Enari, et al, Nature 380, pages 723-726 (1996) have suggested that apoptotic events may sequentially activate ICE and CPP32-like proteases in Fas-mediated apoptosis. Enari used specific inhibitors of ICE and CPP32 to show that CPP32-inhibitor only inhibited CPP32 activity. ICE-inhibitor, on the other hand, inhibited both ICE and CPP32 activity. This indicates that the production of CPP-32-like activity during Fas-mediated apoptosis depends on the previous presence of ICE-like activity. This experiment was performed in a cytosol of approximately a billion human cells.
Cell death can occur by either necrosis or apoptosis. Necrosis, which is not genetically controlled, is usually the result of physical injury. Apoptosis is genetically controlled and is the deliberate cellular response to specific environmental and developmental stimuli. The signs of necrosis and apoptosis are different. Necrosis involves the destruction of cytoplasmic organelles and a loss of plasma membrane integrity. Cells undergoing apoptosis exhibit cell shrinkage, membrane blebbing, chromatin condensation and fragmentation. After the DNA damage in the caspase enzyme pathway, there are a series of events which occur that involve calcium activation and calpain enzymes which further leads to other cellular changes and regulation of cytoplasmic enzymes.
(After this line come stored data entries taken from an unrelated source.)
//! Reading benchmark estimates back out of the harness output tree.
//!
//! Criterion lays results out as
//! `<root>/<group>/<benchmark>/{base,change,new}/estimates.json`. Only the
//! `new` estimates describe the run that just finished.

use std::fs;
use std::path::{Path, PathBuf};

use walkdir::WalkDir;

use crate::error::{PipelineError, Result};
use crate::schema::{BenchmarkResult, Estimates};

pub const ESTIMATES_FILE: &str = "estimates.json";
pub const RUN_DIR: &str = "new";

fn is_new_estimate(path: &Path) -> bool {
    path.file_name().is_some_and(|n| n == ESTIMATES_FILE)
        && path
            .parent()
            .and_then(Path::file_name)
            .is_some_and(|n| n == RUN_DIR)
}

/// Lazily yields every `new/estimates.json` below `root`, in sorted
/// traversal order. Call again to restart the walk.
///
/// A missing `root` yields nothing.
pub fn estimate_files(root: &Path) -> impl Iterator<Item = Result<PathBuf>> + '_ {
    let walk = root
        .exists()
        .then(|| WalkDir::new(root).follow_links(false).sort_by_file_name());

    walk.into_iter()
        .flatten()
        .filter_map(move |entry| match entry {
            Ok(entry) if entry.file_type().is_file() && is_new_estimate(entry.path()) => {
                Some(Ok(entry.into_path()))
            }
            Ok(_) => None,
            Err(source) => Some(Err(PipelineError::Walk {
                root: root.to_path_buf(),
                source,
            })),
        })
}

/// Benchmark id for an estimate file: the directory above `new/`.
pub fn benchmark_name(path: &Path) -> Option<String> {
    path.parent()?
        .parent()?
        .file_name()
        .map(|n| n.to_string_lossy().into_owned())
}

pub fn parse_estimate(path: &Path) -> Result<BenchmarkResult> {
    let malformed = |reason: String| PipelineError::MalformedEstimate {
        path: path.to_path_buf(),
        reason,
    };

    let benchmark =
        benchmark_name(path).ok_or_else(|| malformed("no benchmark directory above it".into()))?;
    let raw = fs::read_to_string(path).map_err(|e| malformed(e.to_string()))?;
    let estimates: Estimates = serde_json::from_str(&raw).map_err(|e| malformed(e.to_string()))?;

    let mean = estimates.mean;
    Ok(BenchmarkResult {
        benchmark,
        mean_ns: mean.point_estimate,
        ci_lower: mean.confidence_interval.lower_bound,
        ci_upper: mean.confidence_interval.upper_bound,
    })
}

/// Parses every estimate under `root`. The first malformed file aborts the
/// whole extraction.
pub fn extract(root: &Path) -> Result<Vec<BenchmarkResult>> {
    let results = estimate_files(root)
        .map(|path| path.and_then(|p| parse_estimate(&p)))
        .collect::<Result<Vec<_>>>()?;

    if results.is_empty() {
        tracing::warn!(root = %root.display(), "no benchmark estimates found");
    } else {
        tracing::info!(count = results.len(), root = %root.display(), "extracted estimates");
    }
    Ok(results)
}

#[cfg(test)]
mod tests {
    use super::*;
    use crate::fixture::write_estimate;
    use tempfile::tempdir;

    #[test]
    fn test_missing_root_is_empty() {
        let dir = tempdir().unwrap();
        let results = extract(&dir.path().join("criterion")).unwrap();
        assert!(results.is_empty());
    }

    #[test]
    fn test_empty_tree_is_empty() {
        let dir = tempdir().unwrap();
        fs::create_dir_all(dir.path().join("report")).unwrap();
        assert!(extract(dir.path()).unwrap().is_empty());
    }

    #[test]
    fn test_only_new_estimates_are_read() {
        let dir = tempdir().unwrap();
        let bench = dir.path().join("Add").join("prove");
        write_estimate(&bench.join("new"), 120.5, 118.0, 123.0).unwrap();
        write_estimate(&bench.join("base"), 999.0, 998.0, 1000.0).unwrap();
        write_estimate(&bench.join("change"), 0.1, 0.0, 0.2).unwrap();
        fs::write(bench.join("new").join("sample.json"), "{}").unwrap();

        let results = extract(dir.path()).unwrap();
        assert_eq!(
            results,
            vec![BenchmarkResult {
                benchmark: "prove".into(),
                mean_ns: 120.5,
                ci_lower: 118.0,
                ci_upper: 123.0,
            }]
        );
    }

    #[test]
    fn test_discovery_order_is_traversal_order() {
        let dir = tempdir().unwrap();
        write_estimate(&dir.path().join("g").join("sub").join("new"), 3.0, 2.0, 4.0).unwrap();
        write_estimate(&dir.path().join("g").join("add").join("new"), 1.0, 0.5, 1.5).unwrap();
        write_estimate(&dir.path().join("h").join("add").join("new"), 2.0, 1.5, 2.5).unwrap();

        let names: Vec<_> = extract(dir.path())
            .unwrap()
            .into_iter()
            .map(|r| (r.benchmark, r.mean_ns))
            .collect();
        // same leaf name in two groups is kept twice
        assert_eq!(
            names,
            vec![
                ("add".to_string(), 1.0),
                ("sub".to_string(), 3.0),
                ("add".to_string(), 2.0)
            ]
        );
    }

    #[test]
    fn test_estimate_files_is_restartable() {
        let dir = tempdir().unwrap();
        write_estimate(&dir.path().join("g").join("a").join("new"), 1.0, 0.0, 2.0).unwrap();

        let first: Vec<_> = estimate_files(dir.path()).map(|p| p.unwrap()).collect();
        let second: Vec<_> = estimate_files(dir.path()).map(|p| p.unwrap()).collect();
        assert_eq!(first.len(), 1);
        assert_eq!(first, second);
    }

    #[test]
    fn test_missing_bounds_is_fatal() {
        let dir = tempdir().unwrap();
        let new_dir = dir.path().join("g").join("broken").join("new");
        fs::create_dir_all(&new_dir).unwrap();
        fs::write(
            new_dir.join(ESTIMATES_FILE),
            r#"{"mean": {"point_estimate": 5.0}}"#,
        )
        .unwrap();
        write_estimate(&dir.path().join("g").join("ok").join("new"), 1.0, 0.0, 2.0).unwrap();

        let err = extract(dir.path()).unwrap_err();
        match err {
            PipelineError::MalformedEstimate { path, reason } => {
                assert!(path.ends_with("broken/new/estimates.json"));
                assert!(reason.contains("confidence_interval"));
            }
            other => panic!("unexpected error: {other}"),
        }
    }

    #[test]
    fn test_unparsable_json_is_fatal() {
        let dir = tempdir().unwrap();
        let new_dir = dir.path().join("g").join("garbage").join("new");
        fs::create_dir_all(&new_dir).unwrap();
        fs::write(new_dir.join(ESTIMATES_FILE), "not json").unwrap();

        assert!(matches!(
            extract(dir.path()),
            Err(PipelineError::MalformedEstimate { .. })
        ));
    }

    #[test]
    fn test_benchmark_name_is_grandparent() {
        let path = Path::new("target/criterion/Add/prove/new/estimates.json");
        assert_eq!(benchmark_name(path).as_deref(), Some("prove"));
        assert_eq!(benchmark_name(Path::new("estimates.json")), None);
    }
}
A major difference between necrosis and apoptosis in vivo is the complete elimination of the apoptotic cell before an inflammatory response is seen. Necrosis usually causes inflammation. Thus, apoptosis can be thought of as a clean and neat process where cells are killed with minimal damage to surrounding cells or tissue.
One test to study proteases is to provide a substrate that is recognized by the enzyme, with a fluorescent compound which will undergo a detectable change when the substrate, or "leaving group", is cleaved from the compound by the enzyme. Mangel et al., U.S. Pat. Nos. 4,557,862 and 4,640,893, disclose Rhodamine 110-based derivatives as fluorogenic substrates for proteinases. These compounds have the general formula: EQU (Cbz-peptide-NH).sub.2 -Rhodamine 110
where the peptide includes known amino acids or amino acid derivatives, and "Cbz" refers to the blocking group benzyloxycarbonyl. When the amino groups of Rhodamine 110 are blocked the compound is "quenched", and is relatively colorless and non-fluorescent. Cleavage of one of the peptides from the non-fluorescent bisamide substrate results in a 3500-fold increase in fluorescence intensity.
Other substrates for conducting cytoenzymological studies are sold by Kamiya Biomedical Company, Seattle Washington and have the formula (Z-Asp Glu Val Asp-AFC), (Z-Ala Ala Asp-AFC) and (Z-Tyr-Val-Ala-Asp-AFC), wherein AFC is 7-amino4 trifluoromethyl coumarin and Asp Glu Val Asp, Ala Ala Asp and Tyr-Val-Ala-Asp are abbreviations for amino acids as later defined in this specification. However, these reagents either bind to the external cell membrane or exhibits solubility problems so that they fail to measure intracellular enzymes. In addition, courmarin excite and emits in the ultraviolet light range which is known to cause DNA damage which is detrimental to cell viability.
Prior method and reagents have failed to provide an effective test to monitor the efficacy of a drug or the progression of a disease through the use of an intracellular analysis of apoptosis. Moreover, the present invention provides an additional feature of distinguishing between apoptosis and necrosis by using enzymes other than the ICE family of caspase enzymes.